:: WHAT THIS TASK INVOLVES ::
The response should hold each line from the entries below where "concat" is found.

:: Collected data ::

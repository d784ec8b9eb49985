//! N-ary joins, folded pairwise from the left.
//!
//! Output layout is `keys ++ non-keys of operand 1 ++ non-keys of operand 2 ...`.
//! Key columns take their components from the first operand; in a full join
//! an unmatched right row supplies its own key values.

use indexmap::IndexMap;
use std::collections::HashMap;

use crate::ast::JoinKind;
use crate::error::{EvalError, EvalResult};
use crate::model::{Component, DataStructure, Dataset, DatasetExpression, Row, Span, Value, ValueKey};

/// Column positions of one operand in the joined layout.
#[derive(Debug, Clone)]
pub(crate) struct JoinLayout {
    pub keys: Vec<usize>,
    pub others: Vec<usize>,
}

/// Output structure and per-operand layouts.
pub(crate) fn plan(
    kind: JoinKind,
    datasets: &IndexMap<String, DatasetExpression>,
    keys: &[String],
    span: Span,
) -> EvalResult<(DataStructure, Vec<JoinLayout>)> {
    let (first_alias, first) = datasets
        .first()
        .ok_or_else(|| EvalError::invalid_argument("join needs at least one dataset", span))?;
    let keys: &[String] = if kind == JoinKind::Cross { &[] } else { keys };

    let mut components: Vec<Component> = Vec::new();
    for key in keys {
        let component = first.structure().require(key, first_alias, span)?;
        components.push(component.clone());
    }

    let mut layouts = Vec::with_capacity(datasets.len());
    for (alias, dataset) in datasets {
        let structure = dataset.structure();
        let mut key_positions = Vec::with_capacity(keys.len());
        for (key, key_component) in keys.iter().zip(&components) {
            let component = structure.require(key, alias, span)?;
            if component.value_type != key_component.value_type {
                return Err(EvalError::incompatible(
                    format!(
                        "join key {} is {} in {} but {} in {}",
                        key, key_component.value_type, first_alias, component.value_type, alias
                    ),
                    span,
                ));
            }
            key_positions.push(structure.index_of(key).unwrap_or_default());
        }
        let mut others = Vec::new();
        for (index, component) in structure.components().enumerate() {
            if keys.contains(&component.name) {
                continue;
            }
            components.push(component.clone());
            others.push(index);
        }
        layouts.push(JoinLayout {
            keys: key_positions,
            others,
        });
    }

    let structure = DataStructure::new(components).map_err(|e| e.or_span(span))?;
    Ok((structure, layouts))
}

fn arrange(row: &Row, layout: &JoinLayout) -> Row {
    layout
        .keys
        .iter()
        .chain(&layout.others)
        .map(|&i| row[i].clone())
        .collect()
}

/// Key of an arranged row; `None` when any key is null (nulls never match).
fn key_of(row: &Row, width: usize) -> Option<Vec<ValueKey>> {
    let key = &row[..width];
    if key.iter().any(Value::is_null) {
        return None;
    }
    Some(key.iter().map(Value::key).collect())
}

/// Join materialized operands laid out by [`plan`].
pub(crate) fn rows(kind: JoinKind, inputs: &[std::sync::Arc<Dataset>], layouts: &[JoinLayout]) -> Vec<Row> {
    let Some(first) = inputs.first() else {
        return Vec::new();
    };
    let key_width = layouts[0].keys.len();
    let mut acc: Vec<Row> = first.rows().iter().map(|r| arrange(r, &layouts[0])).collect();
    let mut left_width = key_width + layouts[0].others.len();

    for (input, layout) in inputs.iter().zip(layouts).skip(1) {
        let right: Vec<Row> = input.rows().iter().map(|r| arrange(r, layout)).collect();
        let right_width = layout.others.len();

        acc = if kind == JoinKind::Cross {
            acc.iter()
                .flat_map(|l| right.iter().map(move |r| [l.as_slice(), r.as_slice()].concat()))
                .collect()
        } else {
            let mut index: HashMap<Vec<ValueKey>, Vec<usize>> = HashMap::new();
            for (j, r) in right.iter().enumerate() {
                if let Some(key) = key_of(r, key_width) {
                    index.entry(key).or_default().push(j);
                }
            }
            let mut matched = vec![false; right.len()];
            let mut out = Vec::new();
            for l in &acc {
                let hits = key_of(l, key_width).and_then(|k| index.get(&k));
                match hits {
                    Some(hits) => {
                        for &j in hits {
                            matched[j] = true;
                            out.push([l.as_slice(), &right[j][key_width..]].concat());
                        }
                    }
                    None if kind != JoinKind::Inner => {
                        let mut row = l.clone();
                        row.extend(std::iter::repeat(Value::Null).take(right_width));
                        out.push(row);
                    }
                    None => {}
                }
            }
            if kind == JoinKind::Full {
                for (r, _) in right.iter().zip(&matched).filter(|(_, m)| !**m) {
                    let mut row: Row = r[..key_width].to_vec();
                    row.extend(std::iter::repeat(Value::Null).take(left_width - key_width));
                    row.extend_from_slice(&r[key_width..]);
                    out.push(row);
                }
            }
            out
        };
        left_width += right_width;
    }
    acc
}

#[cfg(test)]
mod tests {
    use super::*;
    use crate::model::ValueType;
    use std::sync::Arc;

    fn operand(measure: &str, rows: Vec<(&str, i64)>) -> Arc<Dataset> {
        Arc::new(
            Dataset::from_rows(
                vec![
                    Component::identifier("id", ValueType::String),
                    Component::measure(measure, ValueType::Int64),
                ],
                rows.into_iter().map(|(id, v)| vec![id.into(), v.into()]).collect(),
            )
            .unwrap(),
        )
    }

    fn datasets(inputs: &[Arc<Dataset>]) -> IndexMap<String, DatasetExpression> {
        inputs
            .iter()
            .enumerate()
            .map(|(i, d)| (format!("ds{}", i + 1), DatasetExpression::of(d.clone(), Span::default())))
            .collect()
    }

    fn join(kind: JoinKind, inputs: &[Arc<Dataset>]) -> (DataStructure, Vec<Row>) {
        let (structure, layouts) = plan(kind, &datasets(inputs), &["id".to_string()], Span::default()).unwrap();
        (structure, rows(kind, inputs, &layouts))
    }

    #[test]
    fn test_inner_left_full() {
        let a = operand("x", vec![("a", 1), ("b", 2)]);
        let b = operand("y", vec![("b", 20), ("c", 30)]);

        let (structure, inner) = join(JoinKind::Inner, &[a.clone(), b.clone()]);
        assert_eq!(structure.names().collect::<Vec<_>>(), vec!["id", "x", "y"]);
        assert_eq!(inner, vec![vec![Value::from("b"), Value::Int64(2), Value::Int64(20)]]);

        let (_, left) = join(JoinKind::Left, &[a.clone(), b.clone()]);
        assert_eq!(left.len(), 2);
        assert_eq!(left[0], vec![Value::from("a"), Value::Int64(1), Value::Null]);

        let (_, full) = join(JoinKind::Full, &[a, b]);
        assert_eq!(full.len(), 3);
        assert_eq!(full[2], vec![Value::from("c"), Value::Null, Value::Int64(30)]);
    }

    #[test]
    fn test_duplicate_measure_rejected() {
        let a = operand("x", vec![("a", 1)]);
        let b = operand("x", vec![("a", 2)]);
        let err = plan(JoinKind::Inner, &datasets(&[a, b]), &["id".to_string()], Span::default()).unwrap_err();
        assert_eq!(err.to_string(), "duplicate column: x");
    }

    #[test]
    fn test_cross_join() {
        let a = Arc::new(
            Dataset::from_rows(
                vec![Component::measure("x", ValueType::Int64)],
                vec![vec![Value::Int64(1)], vec![Value::Int64(2)]],
            )
            .unwrap(),
        );
        let b = Arc::new(
            Dataset::from_rows(vec![Component::measure("y", ValueType::Int64)], vec![vec![Value::Int64(3)]])
                .unwrap(),
        );
        let (structure, layouts) = plan(JoinKind::Cross, &datasets(&[a.clone(), b.clone()]), &[], Span::default()).unwrap();
        assert_eq!(structure.len(), 2);
        let rows = rows(JoinKind::Cross, &[a, b], &layouts);
        assert_eq!(
            rows,
            vec![
                vec![Value::Int64(1), Value::Int64(3)],
                vec![Value::Int64(2), Value::Int64(3)]
            ]
        );
    }
}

:: SOLUTION TO THIS PROBLEM ::
                .flat_map(|l| right.iter().map(move |r| [l.as_slice(), r.as_slice()].concat()))
                            out.push([l.as_slice(), &right[j][key_width..]].concat());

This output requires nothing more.